UtilSession failed: Patch 13440962 requires component(s) that are not installed in OracleHome. These not-installed components are oracle.crs:11.2.0.3.0,
Log file location: /u02/app/oracle/product/11.2.0/db_1/cfgtoollogs/opatch/opatch2014-01-29_10-42-40AM.log

OPatch failed with error code 73

SOLUTION

Change the directory to "custom/server" and run opatch from there:

[oracle@ppcmswgc-db01 ~]$ ls -ltr
total 160536
drwxrwxrwx 5 oracle oinstall 4096 Dec 28 2011 13440962

[oracle@ppcmswgc-db01 ~]$ cd 13440962/custom/server
[oracle@ppcmswgc-db01 server]$ ls -tlr
total 4
drwxrwxrwx 5 oracle oinstall 4096 Dec 28 2011 13440962

[oracle@ppcmswgc-db01 ~]opatch napply -local -oh $ORACLE_HOME -id 13440962

Tuesday, 26 June 2012

Oracle 10g RAC Fast Application Notification - Server side callouts

On the database tier, you can implement FAN server-side callouts.

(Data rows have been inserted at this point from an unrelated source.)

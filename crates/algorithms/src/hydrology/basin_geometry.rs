//! Basin geometry resolution
//!
//! Given a flow network and a selection (basin ids, points, a bounding box
//! or a polygon), returns basin polygons and their outlet points:
//!
//! - **basin**: whole basins of the basin layer
//! - **subbasin**: everything upstream of split points on the stream network
//! - **interbasin**: like subbasin, with the flood confined to the region

use std::collections::{BTreeMap, BTreeSet};
use std::fmt;

use basinmask_core::raster::Window;
use basinmask_core::vector::{AttributeValue, Feature, FeatureCollection};
use basinmask_core::{Algorithm, BoundingBox, Error, Result};
use geo::{Geometry, MultiPolygon, Point};
use serde::{Deserialize, Serialize};
use tracing::debug;

use super::basin_index::BasinIndex;
use super::basins::{basin_labels, flood_pieces, trace_downstream};
use super::flow_network::FlowNetwork;
use super::stream_network::{StreamCriteria, StreamNetworkParams};
use crate::vector::{polygonize, LabelPolygon, RegionMask};

/// What a selection delineates
#[derive(Debug, Clone, Copy, PartialEq, Eq, Default, Serialize, Deserialize)]
#[serde(rename_all = "lowercase")]
pub enum BasinKind {
    #[default]
    Basin,
    Subbasin,
    Interbasin,
}

impl fmt::Display for BasinKind {
    fn fmt(&self, f: &mut fmt::Formatter<'_>) -> fmt::Result {
        f.write_str(match self {
            BasinKind::Basin => "basin",
            BasinKind::Subbasin => "subbasin",
            BasinKind::Interbasin => "interbasin",
        })
    }
}

/// Parameters for basin geometry resolution
#[derive(Debug, Clone, Default, PartialEq)]
pub struct BasinRequest {
    pub kind: BasinKind,
    /// Basin ids
    pub basid: Option<Vec<u32>>,
    /// Points `(x, y)` in the network CRS
    pub xy: Option<Vec<(f64, f64)>>,
    pub bbox: Option<BoundingBox>,
    /// Polygon mask
    pub geom: Option<MultiPolygon<f64>>,
    /// Extent sub-basin floods may not leave
    pub bounds: Option<BoundingBox>,
    /// Minimum stream order of split points and selected streams
    pub strord: Option<u8>,
    /// Minimum upstream area of split points and selected streams
    pub uparea: Option<f64>,
    /// Search radius in cells for point lookup and index queries
    pub buffer: usize,
    /// Select by basin outlets instead of stream cells
    pub outlets: bool,
}
//! Cell value trait shared by every raster layer

use num_traits::{NumCast, Zero};
use std::fmt::Debug;

/// Trait for types that can be stored in a raster cell.
///
/// Flow direction codes live in `u8`, basin ids in `u32`, upstream area in
/// `f64`; the trait gives them a common nodata and casting story.
pub trait RasterElement:
    Copy + Clone + Debug + PartialOrd + PartialEq + NumCast + Zero + Send + Sync + 'static
{
    /// Default no-data value for this type
    fn default_nodata() -> Self;

    /// Check if this value represents no-data
    fn is_nodata(&self, nodata: Option<Self>) -> bool;

    /// Convert self to f64
    fn to_f64(self) -> Option<f64> {
        NumCast::from(self)
    }

    /// Convert from f64, `None` if the value does not fit
    fn from_f64(value: f64) -> Option<Self> {
        if value.is_nan() {
            return None;
        }
        NumCast::from(value)
    }
}

macro_rules! impl_raster_element_int {
    ($t:ty, $nodata:expr) => {
        impl RasterElement for $t {
            fn default_nodata() -> Self {
                $nodata
            }

            fn is_nodata(&self, nodata: Option<Self>) -> bool {
                nodata.is_some_and(|nd| *self == nd)
            }
        }
    };
}

macro_rules! impl_raster_element_float {
    ($t:ty) => {
        impl RasterElement for $t {
            fn default_nodata() -> Self {
                <$t>::NAN
            }

            fn is_nodata(&self, nodata: Option<Self>) -> bool {
                if self.is_nan() {
                    return true;
                }
                match nodata {
                    Some(nd) => (self - nd).abs() < <$t>::EPSILON * 100.0,
                    None => false,
                }
            }
        }
    };
}

impl_raster_element_int!(i16, i16::MIN);
impl_raster_element_int!(i32, i32::MIN);
impl_raster_element_int!(i64, i64::MIN);
impl_raster_element_int!(u8, u8::MAX);
impl_raster_element_int!(u16, u16::MAX);
// Basin ids reserve 0 for "no basin"
impl_raster_element_int!(u32, 0);
impl_raster_element_int!(u64, 0);
impl_raster_element_float!(f32);
impl_raster_element_float!(f64);
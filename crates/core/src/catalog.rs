//! Data catalog and model registry seams
//!
//! Region parsing resolves file paths and dataset names through
//! [`DataCatalog`]; model-kind regions are validated against a
//! [`ModelRegistry`]. [`LocalCatalog`] is a small file-backed catalog:
//! sources declared in a JSON document, with existing paths as fallback.

use std::collections::BTreeMap;
use std::fs;
use std::path::{Path, PathBuf};

use serde::{Deserialize, Serialize};
use tracing::debug;

use crate::crs::CRS;
use crate::error::{Error, Result};
use crate::io::{read_geojson, read_geotiff};
use crate::raster::RasterDataset;
use crate::vector::FeatureCollection;

/// Resolves names or paths into in-memory data
pub trait DataCatalog {
    /// Load a raster source as named layers
    fn get_rasterdataset(&self, source: &str) -> Result<RasterDataset>;

    /// Load a vector source
    fn get_geodataframe(&self, source: &str) -> Result<FeatureCollection>;
}

/// Enumerates the model identifiers a region key may name
pub trait ModelRegistry {
    fn model_names(&self) -> Vec<String>;

    fn contains(&self, name: &str) -> bool {
        self.model_names().iter().any(|m| m == name)
    }
}

/// A fixed list of model names
#[derive(Debug, Clone, Default)]
pub struct StaticModelRegistry {
    names: Vec<String>,
}

impl StaticModelRegistry {
    pub fn new<I, S>(names: I) -> Self
    where
        I: IntoIterator<Item = S>,
        S: Into<String>,
    {
        Self {
            names: names.into_iter().map(Into::into).collect(),
        }
    }
}

impl ModelRegistry for StaticModelRegistry {
    fn model_names(&self) -> Vec<String> {
        self.names.clone()
    }
}

/// Kind of data behind a catalog source
#[derive(Debug, Clone, Copy, PartialEq, Eq, Serialize, Deserialize)]
pub enum DataType {
    RasterDataset,
    GeoDataFrame,
}

/// One catalog entry
#[derive(Debug, Clone, PartialEq, Serialize, Deserialize)]
pub struct SourceConfig {
    pub data_type: DataType,
    /// Single file (vector, or single-layer raster)
    #[serde(default, skip_serializing_if = "Option::is_none")]
    pub path: Option<PathBuf>,
    /// Raster layer name -> file
    #[serde(default, skip_serializing_if = "BTreeMap::is_empty")]
    pub layers: BTreeMap<String, PathBuf>,
    /// CRS assigned to the loaded data, e.g. `EPSG:4326`
    #[serde(default, skip_serializing_if = "Option::is_none")]
    pub crs: Option<String>,
}

#[derive(Debug, Clone, Default, Serialize, Deserialize)]
struct CatalogConfig {
    #[serde(default)]
    root: Option<PathBuf>,
    #[serde(default)]
    sources: BTreeMap<String, SourceConfig>,
}

/// File-backed catalog
#[derive(Debug, Clone, Default)]
pub struct LocalCatalog {
    root: PathBuf,
    sources: BTreeMap<String, SourceConfig>,
}

fn has_extension(path: &Path, exts: &[&str]) -> bool {
    path.extension()
        .and_then(|e| e.to_str())
        .is_some_and(|e| exts.iter().any(|x| e.eq_ignore_ascii_case(x)))
}

fn layer_name(path: &Path) -> String {
    path.file_stem()
        .map(|s| s.to_string_lossy().into_owned())
        .unwrap_or_else(|| "band".to_string())
}

const RASTER_EXTS: &[&str] = &["tif", "tiff"];
const VECTOR_EXTS: &[&str] = &["geojson", "json"];

impl LocalCatalog {
    /// Empty catalog resolving relative paths against `root`
    pub fn new(root: impl Into<PathBuf>) -> Self {
        Self {
            root: root.into(),
            sources: BTreeMap::new(),
        }
    }

    /// Parse a JSON catalog document; a relative `root` is taken relative to `base_dir`
    pub fn from_json_str(text: &str, base_dir: &Path) -> Result<Self> {
        let config: CatalogConfig = serde_json::from_str(text)?;
        let root = match config.root {
            Some(root) if root.is_absolute() => root,
            Some(root) => base_dir.join(root),
            None => base_dir.to_path_buf(),
        };
        Ok(Self {
            root,
            sources: config.sources,
        })
    }

    /// Read a JSON catalog file
    pub fn from_file(path: impl AsRef<Path>) -> Result<Self> {
        let path = path.as_ref();
        let text = fs::read_to_string(path)?;
        let base = path.parent().unwrap_or_else(|| Path::new("."));
        Self::from_json_str(&text, base)
    }

    fn resolve(&self, path: &Path) -> PathBuf {
        if path.is_absolute() {
            path.to_path_buf()
        } else {
            self.root.join(path)
        }
    }

    fn parse_crs(source: &SourceConfig) -> Result<Option<CRS>> {
        source.crs.as_deref().map(str::parse).transpose()
    }

    fn read_layers<'a, I>(&self, files: I, crs: Option<CRS>) -> Result<RasterDataset>
    where
        I: IntoIterator<Item = (String, &'a Path)>,
    {
        let mut ds = RasterDataset::new();
        for (name, file) in files {
            let path = self.resolve(file);
            debug!("reading raster layer '{}' from {}", name, path.display());
            let mut layer = read_geotiff::<f64, _>(&path)?;
            if crs.is_some() {
                layer.set_crs(crs.clone());
            }
            ds.insert(name, layer)?;
        }
        Ok(ds)
    }
}

impl DataCatalog for LocalCatalog {
    fn get_rasterdataset(&self, source: &str) -> Result<RasterDataset> {
        if let Some(entry) = self.sources.get(source) {
            if entry.data_type != DataType::RasterDataset {
                return Err(Error::UnsupportedDataType(format!(
                    "source '{}' is not a RasterDataset",
                    source
                )));
            }
            let crs = Self::parse_crs(entry)?;
            let files: Vec<(String, &Path)> = if entry.layers.is_empty() {
                let path = entry.path.as_deref().ok_or_else(|| {
                    Error::Other(format!("source '{}' has neither path nor layers", source))
                })?;
                vec![(layer_name(path), path)]
            } else {
                entry
                    .layers
                    .iter()
                    .map(|(k, v)| (k.clone(), v.as_path()))
                    .collect()
            };
            return self.read_layers(files, crs);
        }

        let path = self.resolve(Path::new(source));
        if path.is_file() && has_extension(&path, RASTER_EXTS) {
            return self.read_layers([(layer_name(&path), path.as_path())], None);
        }
        if path.is_dir() {
            let mut files: Vec<PathBuf> = fs::read_dir(&path)?
                .filter_map(|e| e.ok().map(|e| e.path()))
                .filter(|p| p.is_file() && has_extension(p, RASTER_EXTS))
                .collect();
            files.sort();
            if !files.is_empty() {
                return self.read_layers(files.iter().map(|p| (layer_name(p), p.as_path())), None);
            }
        }
        Err(Error::UnknownSource(source.to_string()))
    }

    fn get_geodataframe(&self, source: &str) -> Result<FeatureCollection> {
        if let Some(entry) = self.sources.get(source) {
            if entry.data_type != DataType::GeoDataFrame {
                return Err(Error::UnsupportedDataType(format!(
                    "source '{}' is not a GeoDataFrame",
                    source
                )));
            }
            let path = entry
                .path
                .as_deref()
                .ok_or_else(|| Error::Other(format!("source '{}' has no path", source)))?;
            let mut fc = read_geojson(self.resolve(path))?;
            if let Some(crs) = Self::parse_crs(entry)? {
                fc.crs = Some(crs);
            }
            return Ok(fc);
        }

        let path = self.resolve(Path::new(source));
        if path.is_file() && has_extension(&path, VECTOR_EXTS) {
            debug!("reading vector source {}", path.display());
            return read_geojson(&path);
        }
        Err(Error::UnknownSource(source.to_string()))
    }
}

#[cfg(test)]
mod tests {
    use super::*;
    use crate::io::{write_geojson, write_geotiff};
    use crate::raster::{GeoTransform, Raster};
    use crate::vector::{BoundingBox, Feature};
    use geo_types::Geometry;

    fn write_fixture(dir: &Path) {
        let gt = GeoTransform::new(0.0, 3.0, 1.0, -1.0);
        let flwdir = Raster::from_vec(vec![1.0; 9], 3, 3).unwrap().with_transform(gt);
        let basins = Raster::from_vec(vec![5.0; 9], 3, 3).unwrap().with_transform(gt);
        fs::create_dir_all(dir.join("net")).unwrap();
        write_geotiff(&flwdir, dir.join("net/flwdir.tif")).unwrap();
        write_geotiff(&basins, dir.join("net/basins.tif")).unwrap();

        let mut fc = FeatureCollection::new();
        fc.push(Feature::new(Geometry::Polygon(BoundingBox::new(0.0, 0.0, 1.0, 1.0).to_polygon())));
        write_geojson(&fc, dir.join("area.geojson")).unwrap();
    }

    #[test]
    fn test_declared_sources() {
        let dir = tempfile::tempdir().unwrap();
        write_fixture(dir.path());
        let text = r#"{
            "sources": {
                "hydro": {"data_type": "RasterDataset", "crs": "EPSG:4326",
                          "layers": {"flwdir": "net/flwdir.tif", "basins": "net/basins.tif"}},
                "area": {"data_type": "GeoDataFrame", "path": "area.geojson", "crs": "EPSG:4326"}
            }
        }"#;
        let cat = LocalCatalog::from_json_str(text, dir.path()).unwrap();

        let ds = cat.get_rasterdataset("hydro").unwrap();
        assert_eq!(ds.names().collect::<Vec<_>>(), vec!["basins", "flwdir"]);
        assert_eq!(ds.layer("basins").unwrap().get(1, 1).unwrap(), 5.0);
        assert_eq!(ds.layer("flwdir").unwrap().crs(), Some(&CRS::wgs84()));

        let fc = cat.get_geodataframe("area").unwrap();
        assert_eq!(fc.len(), 1);
        assert_eq!(fc.crs, Some(CRS::wgs84()));

        assert!(matches!(
            cat.get_geodataframe("hydro"),
            Err(Error::UnsupportedDataType(_))
        ));
    }

    #[test]
    fn test_path_fallback() {
        let dir = tempfile::tempdir().unwrap();
        write_fixture(dir.path());
        let cat = LocalCatalog::new(dir.path());

        let ds = cat.get_rasterdataset("net").unwrap();
        assert_eq!(ds.len(), 2);
        let ds = cat.get_rasterdataset("net/flwdir.tif").unwrap();
        assert!(ds.contains("flwdir"));
        assert_eq!(cat.get_geodataframe("area.geojson").unwrap().len(), 1);

        assert!(matches!(
            cat.get_rasterdataset("missing"),
            Err(Error::UnknownSource(_))
        ));
    }

    #[test]
    fn test_static_registry() {
        let reg = StaticModelRegistry::new(["wflow", "sfincs"]);
        assert!(reg.contains("wflow"));
        assert!(!reg.contains("delft3d"));
    }
}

FAN events are generated in response to a state change, which can include the following:
• Starting or stopping the database
• Starting or stopping an instance
• Starting or stopping a service
• A node leaving the cluster

You can also implement server-side callouts, which can be configured to perform actions such as logging fault tickets or notifying the database administrator.

When a state change occurs, the RAC HA framework posts a FAN event to ONS immediately. When a node receives an event through ONS, it will asynchronously execute all executables in the
server-side callouts directory, which is $ORA_CRS_HOME/racg/usrco. Server-side callouts must be stored in this directory; otherwise, they will not be executed.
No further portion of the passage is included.